Top Five Tuesday — Top Five Things I’d Want To Do If I Didn’t Preach

When I went to college, ministry was not on my mind.  I had headed up north for school, recognizing that pro tennis was likely not going to work out, and therefore I should get a top notch education.  After that?

Law school is what I figured.  My father had been a law professor, an older brother was an attorney (now a judge), and it seemed to be in the genes.

Well, as you know since you’re reading this post, that’s NOT what happened.  But every so often I wonder just what — other than being a lawyer, something I am quite confident I would have failed at — would I have done, could I have done, should I have done?

Here are a few possibilities.

1.  English professorOnce I decided AGAINST majoring in political science (why do that if I wasn’t going to law school) and in FAVOR of English (which works well with ministry), I sort of discovered a second calling.  I’m still an English major who never grew up.  And so I occasionally wonder what it would be like to lecture or write on the older classics by Flannery O’Connor and the newest classic by Nathan Hill.

2. Editor at a book publisher.  Little known fact: while living in New Jersey for the first three years after college, I submitted many resumes and applications for jobs at New York City publishing houses.  Obvious fact:  I went Zero-For-Manhattan.  Nevertheless, every so often I wonder about that occupation, especially when I visit the deliciously quiet offices of Abingdon Press.

3. Advertising Something Or OtherI can’t draw or photograph or graphic design.  But I can turn a phrase and come up with good names for sermon series.  I guess none of it matches the brilliance of “Just Do It,” it’s nevertheless a world I would have enjoyed.  I think.

4. SportswriterIn those same three between-seminary-and-college years, I had a part-time gig as a tennis writer for the Trentonian newspaper.  I even had a piece on the Menendez brothers and their tennis exploits — about five years before their story turned deeply dark with the murder of their parents.  My piece was on their winning tennis, not their family dynamics.  Anyway, I’m glad I didn’t pursue that field too heavily, because have you seen how small newspapers are these days?

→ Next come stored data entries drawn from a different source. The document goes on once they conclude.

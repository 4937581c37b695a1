//! Administrator provisioning: invitations, deactivation, role changes.
//!
//! An invitation crosses two failure domains: the directory/verifier write
//! and the notification dispatch. They are deliberately separate stages; a
//! failed email never undoes a created administrator. Instead the outcome
//! carries the temporary password back to the caller exactly when the email
//! did not go out, so the credential can be shared out-of-band. The
//! temporary password is never persisted anywhere.

use std::sync::Arc;

use anyhow::Result;
use rand::rngs::OsRng;
use rand::seq::SliceRandom;
use rand::Rng;
use serde_json::json;
use tracing::{error, info, warn};
use uuid::Uuid;

use crate::audit::{AuditAction, AuditEntry, AuditLog, TargetType};
use crate::auth::error::AuthError;
use crate::auth::permissions::Role;
use crate::auth::session::Session;
use crate::auth::utils::{normalize_email, valid_email};
use crate::directory::admins::{AdminDirectory, Administrator, NewAdministrator};
use crate::verifier::{CredentialVerifier, VerifierError};

/// Minimum temporary password length; generated ones are longer.
pub const MIN_TEMP_PASSWORD_LEN: usize = 12;
const TEMP_PASSWORD_LEN: usize = 16;

// Ambiguous glyphs (l/1, O/0) are left out of the alphabets.
const LOWER: &[u8] = b"abcdefghijkmnopqrstuvwxyz";
const UPPER: &[u8] = b"ABCDEFGHJKLMNPQRSTUVWXYZ";
const DIGITS: &[u8] = b"23456789";
const SYMBOLS: &[u8] = b"!@#$%^&*-_=+";

/// High-entropy temporary password with at least one character from each
/// class.
#[must_use]
pub fn generate_temp_password() -> String {
    let mut rng = OsRng;
    let pool: Vec<u8> = [LOWER, UPPER, DIGITS, SYMBOLS].concat();

    let mut chars: Vec<u8> = [LOWER, UPPER, DIGITS, SYMBOLS]
        .iter()
        .map(|set| set[rng.gen_range(0..set.len())])
        .collect();
    while chars.len() < TEMP_PASSWORD_LEN {
        chars.push(pool[rng.gen_range(0..pool.len())]);
    }
    chars.shuffle(&mut rng);
    String::from_utf8(chars).unwrap_or_default()
}

/// Invitation email payload.
#[derive(Debug, Clone)]
pub struct InviteEmail {
    pub to: String,
    pub first_name: String,
    pub last_name: String,
    pub role: String,
    pub temp_password: String,
    pub login_url: String,
}

/// Notification seam. Delivery failure is non-fatal to the invitation.
pub trait InviteSender: Send + Sync {
    /// Deliver the invitation or return an error.
    ///
    /// # Errors
    /// Any delivery failure; the caller degrades gracefully.
    fn send(&self, email: &InviteEmail) -> Result<()>;
}

/// Local dev sender that logs instead of delivering. The temporary
/// password is not written to the log.
#[derive(Debug, Clone)]
pub struct LogInviteSender;

impl InviteSender for LogInviteSender {
    fn send(&self, email: &InviteEmail) -> Result<()> {
        info!(
            to = %email.to,
            role = %email.role,
            login_url = %email.login_url,
            "invitation email send stub"
        );
        Ok(())
    }
}

/// New-administrator request as received from the dashboard.
#[derive(Debug, Clone)]
pub struct InviteRequest {
    pub email: String,
    pub first_name: String,
    pub last_name: String,
    pub role: Role,
}

/// Result of a successful invitation. `temp_password` is populated exactly
/// when the notification did not go out.
#[derive(Debug)]
pub struct InviteOutcome {
    pub admin: Administrator,
    pub notified: bool,
    pub temp_password: Option<String>,
}

/// Provisions administrators end-to-end. Permission gates (`admin:create`,
/// `admin:update`, `admin:delete`) are enforced at the call site.
#[derive(Clone)]
pub struct InvitationService {
    verifier: Arc<dyn CredentialVerifier>,
    admins: Arc<dyn AdminDirectory>,
    audit: Arc<dyn AuditLog>,
    sender: Arc<dyn InviteSender>,
    login_url: String,
}

impl InvitationService {
    #[must_use]
    pub fn new(
        verifier: Arc<dyn CredentialVerifier>,
        admins: Arc<dyn AdminDirectory>,
        audit: Arc<dyn AuditLog>,
        sender: Arc<dyn InviteSender>,
        login_url: String,
    ) -> Self {
        Self {
            verifier,
            admins,
            audit,
            sender,
            login_url,
        }
    }

    /// Create a verifier principal and directory record for a new
    /// administrator, then attempt the invitation email.
    ///
    /// # Errors
    /// Validation, duplicate email, or verifier/persistence failures.
    /// Notification failure is not an error; see [`InviteOutcome`].
    pub async fn invite(
        &self,
        request: InviteRequest,
        actor: &Session,
    ) -> Result<InviteOutcome, AuthError> {
        let email = normalize_email(&request.email);
        if !valid_email(&email) {
            return Err(AuthError::validation("a valid email address is required"));
        }
        let first_name = request.first_name.trim().to_string();
        let last_name = request.last_name.trim().to_string();
        if first_name.is_empty() || last_name.is_empty() {
            return Err(AuthError::validation("first and last name are required"));
        }

        // Case-insensitive uniqueness, checked before any verifier call so
        // a duplicate never creates a stray principal.
        if self
            .admins
            .find_by_email(&email)
            .await
            .map_err(AuthError::Internal)?
            .is_some()
        {
            return Err(AuthError::AlreadyExists);
        }

        let temp_password = generate_temp_password();
        let auth_user_id = self
            .verifier
            .provision(&email, &temp_password)
            .await
            .map_err(|err| match err {
                VerifierError::Unavailable => AuthError::Unavailable,
                _ => AuthError::Internal(anyhow::anyhow!(
                    "credential verifier refused to provision the principal"
                )),
            })?;

        let admin = self
            .admins
            .create(NewAdministrator {
                auth_user_id,
                email: email.clone(),
                first_name: first_name.clone(),
                last_name: last_name.clone(),
                role: request.role,
                // First login is blocked until the temporary password is
                // rotated.
                needs_password_reset: true,
                invited_by: Some(actor.admin_id()),
            })
            .await
            .map_err(AuthError::Internal)?;

        self.record_audit(
            actor,
            AuditAction::AdminInvited,
            admin.id,
            json!({ "email": admin.email, "role": admin.role }),
        )
        .await;

        let payload = InviteEmail {
            to: admin.email.clone(),
            first_name,
            last_name,
            role: request.role.as_str().to_string(),
            temp_password: temp_password.clone(),
            login_url: self.login_url.clone(),
        };
        let notified = match self.sender.send(&payload) {
            Ok(()) => true,
            Err(err) => {
                warn!(
                    email = %admin.email,
                    "invitation email failed, temporary credential must be shared out-of-band: {err}"
                );
                false
            }
        };

        Ok(InviteOutcome {
            admin,
            notified,
            temp_password: (!notified).then_some(temp_password),
        })
    }

    /// Deactivate an administrator. Records stay in the directory so the
    /// audit trail keeps resolving.
    ///
    /// # Errors
    /// Not-found or persistence failures.
    pub async fn deactivate(
        &self,
        admin_id: Uuid,
        actor: &Session,
    ) -> Result<Administrator, AuthError> {
        let admin = self
            .admins
            .set_active(admin_id, false)
            .await
            .map_err(AuthError::Internal)?
            .ok_or(AuthError::NotFound)?;
        self.record_audit(
            actor,
            AuditAction::AdminDeactivated,
            admin.id,
            json!({ "email": admin.email }),
        )
        .await;
        Ok(admin)
    }

    /// # Errors
    /// Not-found or persistence failures.
    pub async fn reactivate(
        &self,
        admin_id: Uuid,
        actor: &Session,
    ) -> Result<Administrator, AuthError> {
        let admin = self
            .admins
            .set_active(admin_id, true)
            .await
            .map_err(AuthError::Internal)?
            .ok_or(AuthError::NotFound)?;
        self.record_audit(
            actor,
            AuditAction::AdminReactivated,
            admin.id,
            json!({ "email": admin.email }),
        )
        .await;
        Ok(admin)
    }

    /// Change an administrator's role. Sessions already issued keep their
    /// login-time permission set until re-login.
    ///
    /// # Errors
    /// Not-found or persistence failures.
    pub async fn update_role(
        &self,
        admin_id: Uuid,
        role: Role,
        actor: &Session,
    ) -> Result<Administrator, AuthError> {
        let admin = self
            .admins
            .set_role(admin_id, role)
            .await
            .map_err(AuthError::Internal)?
            .ok_or(AuthError::NotFound)?;
        self.record_audit(
            actor,
            AuditAction::AdminRoleUpdated,
            admin.id,
            json!({ "email": admin.email, "role": role.as_str() }),
        )
        .await;
        Ok(admin)
    }

    /// # Errors
    /// Persistence failures.
    pub async fn list(&self) -> Result<Vec<Administrator>, AuthError> {
        self.admins.list().await.map_err(AuthError::Internal)
    }

    async fn record_audit(
        &self,
        actor: &Session,
        action: AuditAction,
        target_id: Uuid,
        details: serde_json::Value,
    ) {
        let entry = AuditEntry::for_actor(
            actor,
            action,
            TargetType::Administrator,
            target_id,
            details,
        );
        if let Err(err) = self.audit.append(entry).await {
            error!("failed to append audit entry for {}: {err}", action.as_str());
        }
    }
}
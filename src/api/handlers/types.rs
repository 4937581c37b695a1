//! Request/response bodies shared across handlers.

use chrono::{DateTime, Utc};
use serde::{Deserialize, Serialize};
use utoipa::ToSchema;
use uuid::Uuid;

use crate::directory::admins::Administrator;

#[derive(Debug, Deserialize, ToSchema)]
#[serde(deny_unknown_fields)]
pub struct LoginRequest {
    pub email: String,
    pub password: String,
}

#[derive(Debug, Deserialize, ToSchema)]
#[serde(deny_unknown_fields)]
pub struct PasswordResetRequest {
    pub email: String,
}

/// Administrator as exposed to the dashboard. Never includes credential
/// material.
#[derive(Debug, Serialize, ToSchema)]
#[serde(rename_all = "camelCase")]
pub struct AdminProfile {
    pub id: Uuid,
    pub email: String,
    pub first_name: String,
    pub last_name: String,
    pub role: String,
    pub is_active: bool,
    pub needs_password_reset: bool,
    pub created_at: DateTime<Utc>,
    pub last_login_at: Option<DateTime<Utc>>,
    pub invited_by: Option<Uuid>,
}

impl From<Administrator> for AdminProfile {
    fn from(admin: Administrator) -> Self {
        Self {
            id: admin.id,
            email: admin.email,
            first_name: admin.first_name,
            last_name: admin.last_name,
            role: admin.role,
            is_active: admin.is_active,
            needs_password_reset: admin.needs_password_reset,
            created_at: admin.created_at,
            last_login_at: admin.last_login_at,
            invited_by: admin.invited_by,
        }
    }
}

#[derive(Debug, Deserialize, ToSchema)]
#[serde(rename_all = "camelCase", deny_unknown_fields)]
pub struct InviteBody {
    pub email: String,
    pub first_name: String,
    pub last_name: String,
    pub role: String,
}

/// Invitation result. `tempPassword` is present exactly when the email
/// could not be delivered and the credential must be shared out-of-band.
#[derive(Debug, Serialize, ToSchema)]
#[serde(rename_all = "camelCase")]
pub struct InviteResponse {
    pub admin: AdminProfile,
    pub notified: bool,
    #[serde(skip_serializing_if = "Option::is_none")]
    pub temp_password: Option<String>,
}

#[derive(Debug, Deserialize, ToSchema)]
#[serde(rename_all = "camelCase", deny_unknown_fields)]
pub struct RoleBody {
    pub role: String,
}

#[derive(Debug, Default, Deserialize, ToSchema)]
#[serde(deny_unknown_fields)]
pub struct ReasonBody {
    pub reason: Option<String>,
}

#[derive(Debug, Serialize, ToSchema)]
pub struct ErrorBody {
    pub error: String,
}
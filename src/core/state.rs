use std::sync::Arc;

use sqlx::PgPool;

use crate::core::config::Settings;
use crate::services::storage::StorageService;
use crate::tasks::runner::WorkerRuntimeState;

#[derive(Clone)]
pub(crate) struct AppState {
    inner: Arc<InnerState>,
}

struct InnerState {
    role: String,
    settings: Settings,
    db: PgPool,
    storage: Option<StorageService>,
    worker_runtime: Option<Arc<WorkerRuntimeState>>,
}

impl AppState {
    pub(crate) fn new(
        role: String,
        settings: Settings,
        db: PgPool,
        storage: Option<StorageService>,
        worker_runtime: Option<Arc<WorkerRuntimeState>>,
    ) -> Self {
        Self { inner: Arc::new(InnerState { role, settings, db, storage, worker_runtime }) }
    }

    pub(crate) fn role(&self) -> &str {
        &self.inner.role
    }

    pub(crate) fn settings(&self) -> &Settings {
        &self.inner.settings
    }

    pub(crate) fn db(&self) -> &PgPool {
        &self.inner.db
    }

    pub(crate) fn storage(&self) -> Option<&StorageService> {
        self.inner.storage.as_ref()
    }

    pub(crate) fn worker_runtime(&self) -> Option<&Arc<WorkerRuntimeState>> {
        self.inner.worker_runtime.as_ref()
    }
}
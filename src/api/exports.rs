use std::time::Duration;

use axum::extract::{Path, State};
use axum::response::Redirect;
use axum::routing::{get, post};
use axum::{Json, Router};

use crate::api::errors::ApiError;
use crate::core::state::AppState;
use crate::domain::artifacts::{
    encode_export_rows, join_string_list, summarize_criteria, ExportRowArtifact,
    EXPORTS_SCHEMA_VERSION,
};
use crate::domain::ids::{new_export_public_id, validate_export_id};
use crate::repositories::{exports, submissions};
use crate::schemas::{CreateExportRequest, ExportResponse};

const DOWNLOAD_URL_TTL: Duration = Duration::from_secs(300);

pub(crate) fn router() -> Router<AppState> {
    Router::new()
        .route("/", post(create_export))
        .route("/:export_id/download", get(download_export))
}

/// Snapshot delivered submissions into one CSV object in the artifact store.
async fn create_export(
    State(state): State<AppState>,
    Json(request): Json<CreateExportRequest>,
) -> Result<Json<ExportResponse>, ApiError> {
    let storage = state.storage().ok_or_else(|| {
        ApiError::ServiceUnavailable("artifact storage is not configured".to_string())
    })?;

    let rows = submissions::list_for_export(state.db(), request.submission_ids.as_deref())
        .await
        .map_err(|err| ApiError::internal(err, "Failed to collect export rows"))?;

    let export_rows: Vec<ExportRowArtifact> = rows
        .into_iter()
        .map(|row| {
            let organizer = &row.organizer_feedback.0;
            ExportRowArtifact {
                candidate_identifier: format!(
                    "{} {}",
                    row.candidate_first_name, row.candidate_last_name
                ),
                assignment_identifier: row.assignment_title.clone(),
                score_1_10: row.score_1_10,
                criteria_summary: summarize_criteria(&row.criteria_scores.0),
                strengths: join_string_list(organizer.get("strengths")),
                issues: join_string_list(organizer.get("issues")),
                recommendations: join_string_list(organizer.get("recommendations")),
                chain_version: row.chain_version.clone().unwrap_or_default(),
                model: row.model.clone().unwrap_or_default(),
                spec_version: row.spec_version.clone().unwrap_or_default(),
                response_language: row.response_language.clone().unwrap_or_default(),
                schema_version: EXPORTS_SCHEMA_VERSION.to_string(),
            }
        })
        .collect();

    let export_id = new_export_public_id();
    let object_key = format!("exports/{export_id}.csv");
    let row_count = export_rows.len() as i32;

    storage
        .put_bytes(&object_key, "text/csv", encode_export_rows(&export_rows))
        .await
        .map_err(|err| ApiError::internal(err, "Failed to store export"))?;

    exports::insert(state.db(), &export_id, storage.bucket(), &object_key, row_count)
        .await
        .map_err(|err| ApiError::internal(err, "Failed to record export"))?;

    Ok(Json(ExportResponse { export_id, row_count }))
}

async fn download_export(
    State(state): State<AppState>,
    Path(export_id): Path<String>,
) -> Result<Redirect, ApiError> {
    validate_export_id(&export_id)
        .map_err(|err| ApiError::UnprocessableEntity(err.to_string()))?;

    let storage = state.storage().ok_or_else(|| {
        ApiError::ServiceUnavailable("artifact storage is not configured".to_string())
    })?;

    let export = exports::find_by_public_id(state.db(), &export_id)
        .await
        .map_err(|err| ApiError::internal(err, "Failed to read export"))?
        .ok_or_else(|| ApiError::NotFound(format!("export not found: {export_id}")))?;

    let url = storage
        .presign_get(&export.object_key, DOWNLOAD_URL_TTL)
        .await
        .map_err(|err| ApiError::internal(err, "Failed to presign export download"))?;

    Ok(Redirect::temporary(&url))
}
use axum::{
    http::header::{HeaderValue, ACCEPT, AUTHORIZATION, CONTENT_TYPE, ORIGIN},
    http::{HeaderName, Method, Request, Response},
    routing::get,
    Router,
};
use std::time::Duration;
use tower_http::{
    cors::{AllowOrigin, Any, CorsLayer},
    normalize_path::NormalizePathLayer,
    request_id::{MakeRequestUuid, PropagateRequestIdLayer, SetRequestIdLayer},
    trace::TraceLayer,
};
use tracing::Span;

use crate::api::{assignments, candidates, exports, feedback, handlers, submissions, webhooks};
use crate::core::state::AppState;

pub(crate) fn router(state: AppState) -> Router {
    let cors = build_cors_layer(&state);

    let request_id_header = HeaderName::from_static("x-request-id");
    let request_id_header_for_span = request_id_header.clone();
    let trace_layer = TraceLayer::new_for_http()
        .make_span_with(move |request: &Request<_>| {
            let request_id = request
                .headers()
                .get(&request_id_header_for_span)
                .and_then(|value| value.to_str().ok())
                .unwrap_or("-");
            tracing::info_span!(
                "request",
                method = %request.method(),
                uri = %request.uri(),
                request_id = %request_id
            )
        })
        .on_response(|response: &Response<axum::body::Body>, latency: Duration, _span: &Span| {
            let status_label = response.status().as_u16().to_string();
            metrics::counter!(
                "http_requests_total",
                "status" => status_label.clone()
            )
            .increment(1);
            metrics::histogram!(
                "http_request_duration_seconds",
                "status" => status_label
            )
            .record(latency.as_secs_f64());
        });

    let mut router: Router<AppState> = Router::new()
        .route("/", get(handlers::root))
        .route("/health", get(handlers::health).head(handlers::health))
        .route("/ready", get(handlers::ready))
        .nest("/candidates", candidates::router())
        .nest("/assignments", assignments::router())
        .nest("/submissions", submissions::router())
        .nest("/webhooks", webhooks::router())
        .nest("/feedback", feedback::router())
        .nest("/exports", exports::router())
        .layer(NormalizePathLayer::trim_trailing_slash())
        .layer(PropagateRequestIdLayer::new(request_id_header.clone()))
        .layer(SetRequestIdLayer::new(request_id_header, MakeRequestUuid))
        .layer(trace_layer)
        .layer(cors);

    if state.settings().telemetry().prometheus_enabled {
        router = router.route("/metrics", get(handlers::metrics));
    }

    router.with_state(state)
}

fn build_cors_layer(state: &AppState) -> CorsLayer {
    let origins = state
        .settings()
        .cors()
        .origins
        .iter()
        .filter_map(|origin| HeaderValue::from_str(origin).ok())
        .collect::<Vec<_>>();

    let base = CorsLayer::new()
        .allow_methods([Method::GET, Method::POST, Method::OPTIONS])
        .allow_headers([
            AUTHORIZATION,
            CONTENT_TYPE,
            ACCEPT,
            ORIGIN,
            HeaderName::from_static("x-request-id"),
        ])
        .expose_headers([HeaderName::from_static("x-request-id")])
        .max_age(Duration::from_secs(3600));

    if origins.is_empty() {
        base.allow_origin(Any)
    } else {
        base.allow_origin(AllowOrigin::list(origins))
    }
}
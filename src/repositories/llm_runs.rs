use sqlx::PgPool;

use crate::core::time::primitive_now_utc;
use crate::db::models::LlmRun;

/// One audit row per model invocation; never updated.
#[derive(Debug, Clone)]
pub(crate) struct LlmRunInsert {
    pub(crate) provider: String,
    pub(crate) model: String,
    pub(crate) api_base: String,
    pub(crate) chain_version: String,
    pub(crate) spec_version: String,
    pub(crate) response_language: String,
    pub(crate) temperature: f64,
    pub(crate) seed: Option<i64>,
    pub(crate) tokens_input: i64,
    pub(crate) tokens_output: i64,
    pub(crate) latency_ms: i64,
}

pub(crate) async fn insert(
    pool: &PgPool,
    submission_public_id: &str,
    params: LlmRunInsert,
) -> Result<(), sqlx::Error> {
    sqlx::query(
        "INSERT INTO llm_runs
            (submission_id, provider, model, api_base, chain_version, spec_version,
             response_language, temperature, seed, tokens_input, tokens_output,
             latency_ms, created_at)
         SELECT s.id, $2, $3, $4, $5, $6, $7, $8, $9, $10, $11, $12, $13
         FROM submissions s
         WHERE s.public_id = $1",
    )
    .bind(submission_public_id)
    .bind(&params.provider)
    .bind(&params.model)
    .bind(&params.api_base)
    .bind(&params.chain_version)
    .bind(&params.spec_version)
    .bind(&params.response_language)
    .bind(params.temperature)
    .bind(params.seed)
    .bind(params.tokens_input)
    .bind(params.tokens_output)
    .bind(params.latency_ms)
    .bind(primitive_now_utc())
    .execute(pool)
    .await?;

    Ok(())
}

pub(crate) async fn latest(
    pool: &PgPool,
    submission_public_id: &str,
) -> Result<Option<LlmRun>, sqlx::Error> {
    sqlx::query_as::<_, LlmRun>(
        "SELECT lr.id, lr.submission_id, lr.provider, lr.model, lr.api_base,
                lr.chain_version, lr.spec_version, lr.response_language, lr.temperature,
                lr.seed, lr.tokens_input, lr.tokens_output, lr.latency_ms, lr.created_at
         FROM llm_runs lr
         JOIN submissions s ON s.id = lr.submission_id
         WHERE s.public_id = $1
         ORDER BY lr.created_at DESC, lr.id DESC
         LIMIT 1",
    )
    .bind(submission_public_id)
    .fetch_optional(pool)
    .await
}
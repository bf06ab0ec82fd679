use crate::domain::lifecycle::Stage;

pub(crate) const SUPPORTED_ROLES: [&str; 5] = [
    "api",
    "worker-ingest-telegram",
    "worker-normalize",
    "worker-evaluate",
    "worker-deliver",
];

/// What this process does. One process, one role; the schema migrator is an
/// external job, not a role.
#[derive(Debug, Clone, Copy, PartialEq, Eq)]
pub(crate) enum RuntimeRole {
    Api,
    WorkerIngestTelegram,
    WorkerNormalize,
    WorkerEvaluate,
    WorkerDeliver,
}

impl RuntimeRole {
    pub(crate) fn parse(role: &str) -> Option<Self> {
        match role {
            "api" => Some(Self::Api),
            "worker-ingest-telegram" => Some(Self::WorkerIngestTelegram),
            "worker-normalize" => Some(Self::WorkerNormalize),
            "worker-evaluate" => Some(Self::WorkerEvaluate),
            "worker-deliver" => Some(Self::WorkerDeliver),
            _ => None,
        }
    }

    pub(crate) fn as_str(self) -> &'static str {
        match self {
            Self::Api => "api",
            Self::WorkerIngestTelegram => "worker-ingest-telegram",
            Self::WorkerNormalize => "worker-normalize",
            Self::WorkerEvaluate => "worker-evaluate",
            Self::WorkerDeliver => "worker-deliver",
        }
    }

    pub(crate) fn stage(self) -> Option<Stage> {
        match self {
            Self::Api => None,
            Self::WorkerIngestTelegram => Some(Stage::TelegramIngest),
            Self::WorkerNormalize => Some(Stage::Normalize),
            Self::WorkerEvaluate => Some(Stage::Evaluate),
            Self::WorkerDeliver => Some(Stage::Deliver),
        }
    }
}

#[cfg(test)]
mod tests {
    use super::*;

    #[test]
    fn every_supported_role_parses_back_to_itself() {
        for name in SUPPORTED_ROLES {
            let role = RuntimeRole::parse(name).expect("role parses");
            assert_eq!(role.as_str(), name);
        }
    }

    #[test]
    fn unknown_roles_are_rejected() {
        assert!(RuntimeRole::parse("migrator").is_none());
        assert!(RuntimeRole::parse("").is_none());
        assert!(RuntimeRole::parse("worker").is_none());
    }

    #[test]
    fn only_worker_roles_map_to_stages() {
        assert_eq!(RuntimeRole::Api.stage(), None);
        assert_eq!(RuntimeRole::WorkerNormalize.stage(), Some(Stage::Normalize));
        assert_eq!(RuntimeRole::WorkerEvaluate.stage(), Some(Stage::Evaluate));
        assert_eq!(RuntimeRole::WorkerDeliver.stage(), Some(Stage::Deliver));
        assert_eq!(
            RuntimeRole::WorkerIngestTelegram.stage(),
            Some(Stage::TelegramIngest)
        );
    }
}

5. Sports AdministratorThis is one hypothetical that was actual.  In those years after Princeton and before Asbury Seminary, I had a job with the US Tennis Association (surprise!).  The task involved using the proceeds from the US Open Championships to expand the base of recreational tennis in the USA, including the Special Olympics movement.  To do that, of course, we needed a guide book on how to teach the sport.  The product is below, an effort that might not be as creative as Crash Test Dummies but was every bit as rewarding.

As I  look over the list of coulda, woulda, shouldas, I suppose I’m grateful not for what might have been, but for what actually was.  And is.

Paul says it and now I know it:  woe to me if I do not preach the Gospel.